Когда Семен ушел куда-то вечером потому, что его настоятельно позвала за собой «поговорить» малознакомая нам девушка, Ёлку прямо на заснеженной лавочке отпаивали корвалолом. В воздухе пахло мелодрамой, которая возбуждала во мне интерес к жизни. В моей дурной писательской голове созрел неплохой сюжетный поворот. Захотелось устроить Душману испытание: будто бы случайным стечением обстоятельств толкнуть в его объятия Ёлку. Задумываюсь сейчас: какой был в этом смысл? Да практически никакого. Хотелось почувствовать себя демиургом человеческих отношений, скрытым от посторонних глаз режиссером событий. Не тем же ли упиваемся мы, когда решаем за наших детей, куда им поступать и кем быть — «он стал талантливым инженером, потому что я этого очень хотела». Не тем же ли — когда кого-то не прощаем годами, а порой и десятилетиями, понимая, что для человека, любящего нас, эта жизнь без нас никогда не будет прежней.
Демиургом…
Набрав на платок ноябрьского пушистого снега, я смывала с Ёлкиного лица тушь, которую накладывали тогда из расчета два килограмма на ресницу. И приговаривала, попутно и не случайно, что не сошелся, мол, клином свет на этом Семене. Потом с лицом матери Терезы попросила Душмана увести отсюда зареванную девушку и прогуляться с ней по ночному городу. Он резко, с неприятным недоумением взглянул на меня, но все же — пошел. И ни в этот вечер, ни на следующий день не вернулся.

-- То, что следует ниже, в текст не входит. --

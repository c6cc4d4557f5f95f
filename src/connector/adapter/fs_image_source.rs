use std::path::{Path, PathBuf};

use crate::application::ImageSource;

/// Filesystem-backed [`ImageSource`].
///
/// The content type is guessed from the file extension and the length comes
/// from metadata; the file itself is only read once the encoder has accepted
/// both.
pub struct FsImageFile {
    path: PathBuf,
    content_type: &'static str,
    len: u64,
}

impl FsImageFile {
    pub fn open(path: impl Into<PathBuf>) -> std::io::Result<Self> {
        let path = path.into();
        let len = std::fs::metadata(&path)?.len();
        let content_type = guess_content_type(&path);
        Ok(Self {
            path,
            content_type,
            len,
        })
    }

    pub fn path(&self) -> &Path {
        &self.path
    }
}

impl ImageSource for FsImageFile {
    fn content_type(&self) -> &str {
        self.content_type
    }

    fn len(&self) -> u64 {
        self.len
    }

    fn read(&self) -> std::io::Result<Vec<u8>> {
        std::fs::read(&self.path)
    }
}

fn guess_content_type(path: &Path) -> &'static str {
    let ext = path
        .extension()
        .and_then(|e| e.to_str())
        .map(|e| e.to_ascii_lowercase());

    match ext.as_deref() {
        Some("jpg") | Some("jpeg") => "image/jpeg",
        Some("png") => "image/png",
        Some("gif") => "image/gif",
        Some("webp") => "image/webp",
        Some("bmp") => "image/bmp",
        _ => "application/octet-stream",
    }
}

#[cfg(test)]
mod tests {
    use std::io::Write;

    use super::*;
    use crate::application::EncodeImageUseCase;
    use crate::domain::EncodeError;

    #[test]
    fn guesses_content_type_from_extension() {
        assert_eq!(guess_content_type(Path::new("photo.JPG")), "image/jpeg");
        assert_eq!(guess_content_type(Path::new("icon.png")), "image/png");
        assert_eq!(
            guess_content_type(Path::new("notes.txt")),
            "application/octet-stream"
        );
        assert_eq!(
            guess_content_type(Path::new("no_extension")),
            "application/octet-stream"
        );
    }

    #[test]
    fn encodes_a_real_file() {
        let dir = tempfile::tempdir().unwrap();
        let path = dir.path().join("tiny.png");
        let mut file = std::fs::File::create(&path).unwrap();
        file.write_all(b"ABC").unwrap();

        let source = FsImageFile::open(&path).unwrap();
        let image = EncodeImageUseCase::new().execute(&source).unwrap();
        assert_eq!(image.as_base64(), "QUJD");
    }

    #[test]
    fn rejects_a_text_file() {
        let dir = tempfile::tempdir().unwrap();
        let path = dir.path().join("notes.txt");
        std::fs::write(&path, "not an image").unwrap();

        let source = FsImageFile::open(&path).unwrap();
        let err = EncodeImageUseCase::new().execute(&source).unwrap_err();
        assert!(matches!(err, EncodeError::InvalidType));
    }

    #[test]
    fn open_fails_for_missing_file() {
        assert!(FsImageFile::open("/definitely/not/here.png").is_err());
    }
}
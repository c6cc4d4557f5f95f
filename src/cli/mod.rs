use std::path::PathBuf;

use clap::Subcommand;

pub const DEFAULT_SERVER_URL: &str = "http://127.0.0.1:3000";

#[derive(Subcommand)]
pub enum Commands {
    /// Start the chat proxy HTTP server
    Serve {
        #[arg(long, default_value = "127.0.0.1")]
        host: String,

        #[arg(short, long, default_value = "3000")]
        port: u16,

        /// Use a canned completion client instead of the hosted API
        #[arg(long)]
        mock_completion: bool,
    },

    /// Interactive chat session against a running server
    Chat {
        #[arg(long, default_value = DEFAULT_SERVER_URL)]
        server_url: String,

        /// Stage an image before the first message
        #[arg(short, long)]
        image: Option<PathBuf>,
    },

    /// Describe a single image via the analysis endpoint
    Analyze {
        image: PathBuf,

        #[arg(long, default_value = DEFAULT_SERVER_URL)]
        server_url: String,
    },
}
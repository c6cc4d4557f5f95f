use std::sync::Arc;

use axum::body::Bytes;
use axum::extract::State;
use axum::http::StatusCode;
use axum::response::{IntoResponse, Response};
use axum::Json;
use serde_json::json;
use tracing::warn;

use crate::connector::api::schema;
use crate::connector::api::Container;
use crate::domain::{DomainError, UpstreamError};

use super::{error_response, INVALID_JSON, MISSING_CREDENTIAL};

const QUOTA_EXCEEDED: &str = "OpenAI API quota exceeded";
const RATE_LIMITED: &str = "Rate limit exceeded, please try again later";
const INVALID_API_KEY: &str = "Invalid OpenAI API key";
const MODEL_NOT_AVAILABLE: &str =
    "Please make sure you have access to GPT-4 Vision Preview in your OpenAI account";
const GENERIC_FAILURE: &str = "Error analyzing image";

/// `POST /api/analyze-image` — body `{image: string}` → `{analysis: string}`
/// or `{error: string}`.
///
/// Not called by the chat flow; an independent alternate path.
pub async fn analyze_image(State(container): State<Arc<Container>>, body: Bytes) -> Response {
    let value = match serde_json::from_slice(&body) {
        Ok(value) => value,
        Err(e) => {
            warn!("Analysis request with malformed JSON body: {e}");
            return error_response(StatusCode::BAD_REQUEST, INVALID_JSON);
        }
    };

    let request = match schema::validate_analyze_request(value) {
        Ok(request) => request,
        Err(reason) => return error_response(StatusCode::BAD_REQUEST, &reason),
    };

    let use_case = container.analyze_use_case();
    match use_case.execute(request.image).await {
        Ok(analysis) => (StatusCode::OK, Json(json!({ "analysis": analysis }))).into_response(),
        Err(err) => map_error(err),
    }
}

fn map_error(err: DomainError) -> Response {
    let (status, message) = match err {
        DomainError::InvalidRequest(reason) => (StatusCode::BAD_REQUEST, reason),
        DomainError::MissingCredential => {
            (StatusCode::INTERNAL_SERVER_ERROR, MISSING_CREDENTIAL.into())
        }
        DomainError::Upstream(UpstreamError::QuotaExceeded) => {
            (StatusCode::INTERNAL_SERVER_ERROR, QUOTA_EXCEEDED.into())
        }
        DomainError::Upstream(UpstreamError::RateLimited) => {
            (StatusCode::INTERNAL_SERVER_ERROR, RATE_LIMITED.into())
        }
        DomainError::Upstream(UpstreamError::InvalidApiKey) => {
            (StatusCode::INTERNAL_SERVER_ERROR, INVALID_API_KEY.into())
        }
        DomainError::Upstream(UpstreamError::ModelNotAvailable) => {
            (StatusCode::INTERNAL_SERVER_ERROR, MODEL_NOT_AVAILABLE.into())
        }
        DomainError::Upstream(other) => {
            warn!("Analysis request failed upstream: {}", other.code());
            (StatusCode::INTERNAL_SERVER_ERROR, GENERIC_FAILURE.into())
        }
        DomainError::Internal(reason) => {
            warn!("Analysis request failed: {reason}");
            (StatusCode::INTERNAL_SERVER_ERROR, GENERIC_FAILURE.into())
        }
    };

    error_response(status, &message)
}
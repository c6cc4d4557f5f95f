use std::sync::Arc;

use tracing::debug;

use crate::application::{AnalyzeImageUseCase, ChatUseCase, CompletionClient};
use crate::connector::adapter::{MockCompletion, OpenAiClient};

pub struct ContainerConfig {
    /// Override for the upstream endpoint. `None` reads `OPENAI_BASE_URL`
    /// from the environment, falling back to the hosted API.
    pub base_url: Option<String>,
    /// Swap in the canned mock client (offline runs, demos).
    pub mock_completion: bool,
}

/// Wires the completion client into the use cases.
///
/// The client is constructed once and shared; it holds no per-request mutable
/// state, so concurrent requests reuse it freely. The upstream credential is
/// not touched here: it is read per request inside the client.
pub struct Container {
    completion_client: Arc<dyn CompletionClient>,
}

impl Container {
    pub fn new(config: ContainerConfig) -> Self {
        let completion_client: Arc<dyn CompletionClient> = if config.mock_completion {
            debug!("Using mock completion client");
            Arc::new(MockCompletion::new())
        } else {
            match config.base_url {
                Some(base_url) => Arc::new(OpenAiClient::new(base_url)),
                None => Arc::new(OpenAiClient::from_env()),
            }
        };

        Self { completion_client }
    }

    /// Build a container around an injected client (tests).
    pub fn with_client(client: Arc<dyn CompletionClient>) -> Self {
        Self {
            completion_client: client,
        }
    }

    pub fn chat_use_case(&self) -> ChatUseCase {
        ChatUseCase::new(self.completion_client.clone())
    }

    pub fn analyze_use_case(&self) -> AnalyzeImageUseCase {
        AnalyzeImageUseCase::new(self.completion_client.clone())
    }
}
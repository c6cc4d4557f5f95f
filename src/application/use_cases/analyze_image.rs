use std::sync::Arc;

use tracing::{debug, info};

use crate::application::CompletionClient;
use crate::domain::{
    CompletionRequest, ContentPart, DomainError, Message, MessageContent, Role, StagedImage,
};

pub const VISION_MODEL: &str = "gpt-4-vision-preview";

const ANALYSIS_PROMPT: &str =
    "What do you see in this image? Please provide a detailed description.";

const MAX_ANALYSIS_TOKENS: u32 = 500;

/// Sends a single image with a fixed prompt to a vision-capable model and
/// returns the free-text description.
///
/// Not wired into the chat path: an independent alternate route, exercised by
/// the `analyze` CLI command and directly testable on its own.
pub struct AnalyzeImageUseCase {
    client: Arc<dyn CompletionClient>,
}

impl AnalyzeImageUseCase {
    pub fn new(client: Arc<dyn CompletionClient>) -> Self {
        Self { client }
    }

    pub async fn execute(&self, image: StagedImage) -> Result<String, DomainError> {
        info!("Analyzing image ({} base64 chars)", image.as_base64().len());

        let message = Message::new(
            Role::User,
            MessageContent::Parts(vec![
                ContentPart::text(ANALYSIS_PROMPT),
                ContentPart::image_base64(image.as_base64()),
            ]),
        );

        let request =
            CompletionRequest::new(VISION_MODEL, vec![message]).with_max_tokens(MAX_ANALYSIS_TOKENS);

        let analysis = self.client.complete(request).await?;

        // An upstream reply with no content is an internal failure, not a
        // client input error.
        if analysis.is_empty() {
            return Err(DomainError::internal("No analysis generated"));
        }

        debug!("Analysis: {} chars", analysis.len());
        Ok(analysis)
    }
}
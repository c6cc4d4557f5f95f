mod completion;
mod message;
mod session;
mod staged_image;

pub use completion::*;
pub use message::*;
pub use session::*;
pub use staged_image::*;
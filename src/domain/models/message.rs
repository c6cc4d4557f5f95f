use serde::{Deserialize, Serialize};

/// Who authored a message. Serialized lowercase to match the completion API.
#[derive(Debug, Clone, Copy, PartialEq, Eq, Serialize, Deserialize)]
#[serde(rename_all = "lowercase")]
pub enum Role {
    System,
    User,
    Assistant,
}

#[derive(Debug, Clone, PartialEq, Eq, Serialize, Deserialize)]
pub struct ImageUrl {
    pub url: String,
}

/// One element of a multi-part message body: either plain text or an inline
/// image referenced by a data URI.
#[derive(Debug, Clone, PartialEq, Eq, Serialize, Deserialize)]
#[serde(tag = "type", rename_all = "snake_case")]
pub enum ContentPart {
    Text { text: String },
    ImageUrl { image_url: ImageUrl },
}

impl ContentPart {
    pub fn text(text: impl Into<String>) -> Self {
        Self::Text { text: text.into() }
    }

    /// Wrap raw base64 bytes as an inline `data:image/jpeg;base64,…` part.
    pub fn image_base64(base64: &str) -> Self {
        Self::ImageUrl {
            image_url: ImageUrl {
                url: format!("data:image/jpeg;base64,{base64}"),
            },
        }
    }
}

/// Message body: a plain string or an ordered sequence of content parts.
#[derive(Debug, Clone, PartialEq, Eq, Serialize, Deserialize)]
#[serde(untagged)]
pub enum MessageContent {
    Text(String),
    Parts(Vec<ContentPart>),
}

#[derive(Debug, Clone, PartialEq, Eq, Serialize, Deserialize)]
pub struct Message {
    role: Role,
    content: MessageContent,
}

impl Message {
    pub fn new(role: Role, content: MessageContent) -> Self {
        Self { role, content }
    }

    pub fn system(text: impl Into<String>) -> Self {
        Self::new(Role::System, MessageContent::Text(text.into()))
    }

    pub fn user(text: impl Into<String>) -> Self {
        Self::new(Role::User, MessageContent::Text(text.into()))
    }

    pub fn assistant(text: impl Into<String>) -> Self {
        Self::new(Role::Assistant, MessageContent::Text(text.into()))
    }

    /// A user message whose content is a single inline image part.
    pub fn user_image(base64: &str) -> Self {
        Self::new(
            Role::User,
            MessageContent::Parts(vec![ContentPart::image_base64(base64)]),
        )
    }

    pub fn role(&self) -> Role {
        self.role
    }

    pub fn content(&self) -> &MessageContent {
        &self.content
    }

    /// Plain-text content, if this message carries any.
    pub fn text(&self) -> Option<&str> {
        match &self.content {
            MessageContent::Text(text) => Some(text),
            MessageContent::Parts(_) => None,
        }
    }
}

/// Ordered message history for one session. Insertion order is significant:
/// this is the literal prompt history sent upstream. Never persisted.
#[derive(Debug, Clone, Default, PartialEq, Eq, Serialize, Deserialize)]
pub struct Conversation {
    messages: Vec<Message>,
}

impl Conversation {
    pub fn new() -> Self {
        Self::default()
    }

    pub fn from_messages(messages: Vec<Message>) -> Self {
        Self { messages }
    }

    pub fn push(&mut self, message: Message) {
        self.messages.push(message);
    }

    pub fn messages(&self) -> &[Message] {
        &self.messages
    }

    pub fn into_messages(self) -> Vec<Message> {
        self.messages
    }

    pub fn len(&self) -> usize {
        self.messages.len()
    }

    pub fn is_empty(&self) -> bool {
        self.messages.is_empty()
    }
}
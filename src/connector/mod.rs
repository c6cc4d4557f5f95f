//! # Connector Layer
//!
//! Adapters for external collaborators (the completion API, the filesystem)
//! and the HTTP API surface.

pub mod adapter;
pub mod api;
pub mod client;

pub use adapter::*;
pub use api::{router, serve, Container, ContainerConfig};
pub use client::*;
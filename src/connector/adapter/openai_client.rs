use std::time::Duration;

use async_trait::async_trait;
use serde::Deserialize;
use tracing::warn;

use crate::application::CompletionClient;
use crate::domain::{CompletionRequest, DomainError, Message, UpstreamError};

pub const DEFAULT_BASE_URL: &str = "https://api.openai.com";
const COMPLETIONS_PATH: &str = "/v1/chat/completions";

/// Environment variable holding the upstream credential. Read per request, not
/// at construction: the process may run without a key until first use, and a
/// key exported later is picked up without a restart.
pub const API_KEY_VAR: &str = "OPENAI_API_KEY";

#[derive(serde::Serialize)]
struct ApiRequest<'a> {
    model: &'a str,
    messages: &'a [Message],
    #[serde(skip_serializing_if = "Option::is_none")]
    temperature: Option<f32>,
    max_tokens: u32,
}

/// Minimal subset of the chat-completions response we care about.
#[derive(Deserialize)]
struct ApiResponse {
    choices: Vec<Choice>,
}

#[derive(Deserialize)]
struct Choice {
    message: ChoiceMessage,
}

#[derive(Deserialize)]
struct ChoiceMessage {
    content: Option<String>,
}

#[derive(Deserialize)]
struct ApiErrorResponse {
    error: ApiErrorBody,
}

#[derive(Deserialize)]
struct ApiErrorBody {
    #[serde(default)]
    code: Option<String>,
    #[serde(default)]
    message: Option<String>,
}

/// HTTP client for the OpenAI chat-completions API (and compatible endpoints).
///
/// Implements [`CompletionClient`] so the use cases stay decoupled from
/// transport and serialization details. Non-2xx responses are classified
/// through [`UpstreamError::from_code`] using the vendor error code in the
/// response body.
///
/// Override the endpoint via `OPENAI_BASE_URL` to target any compatible
/// server. The credential comes from `OPENAI_API_KEY` at request time; its
/// absence is a recoverable per-request error, never a startup failure.
pub struct OpenAiClient {
    client: reqwest::Client,
    /// Full endpoint URL (base + COMPLETIONS_PATH).
    url: String,
}

impl OpenAiClient {
    pub fn new(base_url: impl Into<String>) -> Self {
        let base: String = base_url.into();
        let url = format!("{}{}", base.trim_end_matches('/'), COMPLETIONS_PATH);
        Self {
            client: reqwest::Client::builder()
                .timeout(Duration::from_secs(30))
                .build()
                .unwrap_or_default(),
            url,
        }
    }

    /// Construct from the environment:
    /// - `OPENAI_BASE_URL` — optional; defaults to `https://api.openai.com`
    pub fn from_env() -> Self {
        let base =
            std::env::var("OPENAI_BASE_URL").unwrap_or_else(|_| DEFAULT_BASE_URL.to_string());
        Self::new(base)
    }

    fn api_key() -> Result<String, DomainError> {
        match std::env::var(API_KEY_VAR) {
            Ok(key) if !key.is_empty() => Ok(key),
            _ => Err(DomainError::MissingCredential),
        }
    }

    /// Turn a non-2xx response body into a classified upstream error.
    fn classify_failure(status: reqwest::StatusCode, body: &str) -> DomainError {
        if let Ok(parsed) = serde_json::from_str::<ApiErrorResponse>(body) {
            let code = parsed.error.code.unwrap_or_default();
            warn!(
                "OpenAiClient: API returned {status} (code: {code}): {}",
                parsed.error.message.unwrap_or_default()
            );
            return DomainError::Upstream(UpstreamError::from_code(&code));
        }

        warn!("OpenAiClient: API returned {status} with unparseable body");
        DomainError::Upstream(UpstreamError::Other(format!("http_{}", status.as_u16())))
    }
}

#[async_trait]
impl CompletionClient for OpenAiClient {
    async fn complete(&self, request: CompletionRequest) -> Result<String, DomainError> {
        let api_key = Self::api_key()?;

        let payload = ApiRequest {
            model: request.model(),
            messages: request.messages(),
            temperature: request.temperature(),
            max_tokens: request.max_tokens(),
        };

        let response = self
            .client
            .post(&self.url)
            .bearer_auth(&api_key)
            .json(&payload)
            .send()
            .await
            .map_err(|e| DomainError::internal(format!("OpenAiClient: request failed: {e}")))?;

        let status = response.status();
        if !status.is_success() {
            let body = response.text().await.unwrap_or_default();
            return Err(Self::classify_failure(status, &body));
        }

        let api_response: ApiResponse = response.json().await.map_err(|e| {
            DomainError::internal(format!("OpenAiClient: failed to parse response: {e}"))
        })?;

        Ok(api_response
            .choices
            .into_iter()
            .next()
            .and_then(|c| c.message.content)
            .unwrap_or_default())
    }
}
mod fs_image_source;
mod mock_completion;
mod openai_client;

pub use fs_image_source::*;
pub use mock_completion::*;
pub use openai_client::*;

Началась зима, и померзнуть вечером во дворе выходили лишь самые стойкие. С приходом весны я занялась учебой, и шататься по микрорайону стало просто некогда. Выбралась только однажды, когда провожали в армию Семена. Ёлки на проводах не было. Потом я сломала ногу, а потом — меня закружила и унесла другая жизнь, так что окончательно остались в прошлом и прежний круг общения, и времяпровождение.
Как-то раз, спустя больше чем пятнадцать лет, я совершенно случайно узнала от отца, что Душман, то есть Вадим, давно, в ранней молодости, к огромному огорчению родителей вдруг женился «на какой-то сумасшедшей». Стоит ли говорить, что это была Ёлка. Они прожили несколько лет, родился сын, и с треском потом развелись. После развода юноша так сильно пил с горя, что мой отец, будучи врачом и имея медицинские связи, помогал его отцу найти хороших докторов для реабилитации. Вадим выкарабкался, закончил политех и почти круглый год живет на даче.
«Не вздумай его разыскивать», — почему-то добавил отец. И я вдруг без слов поняла, почему.
Потому что каждое наше слово и действие происходит в мире живых людей. И единственный, кто может писать в нем какие-то сценарии, — Тот, Кто любит нас вплоть до распятия и Крестной Жертвы. И еще: самый главный сценарий — нашего спасения — он написал не для Себя, а Собой. И горе нам, если думаем и поступаем иначе.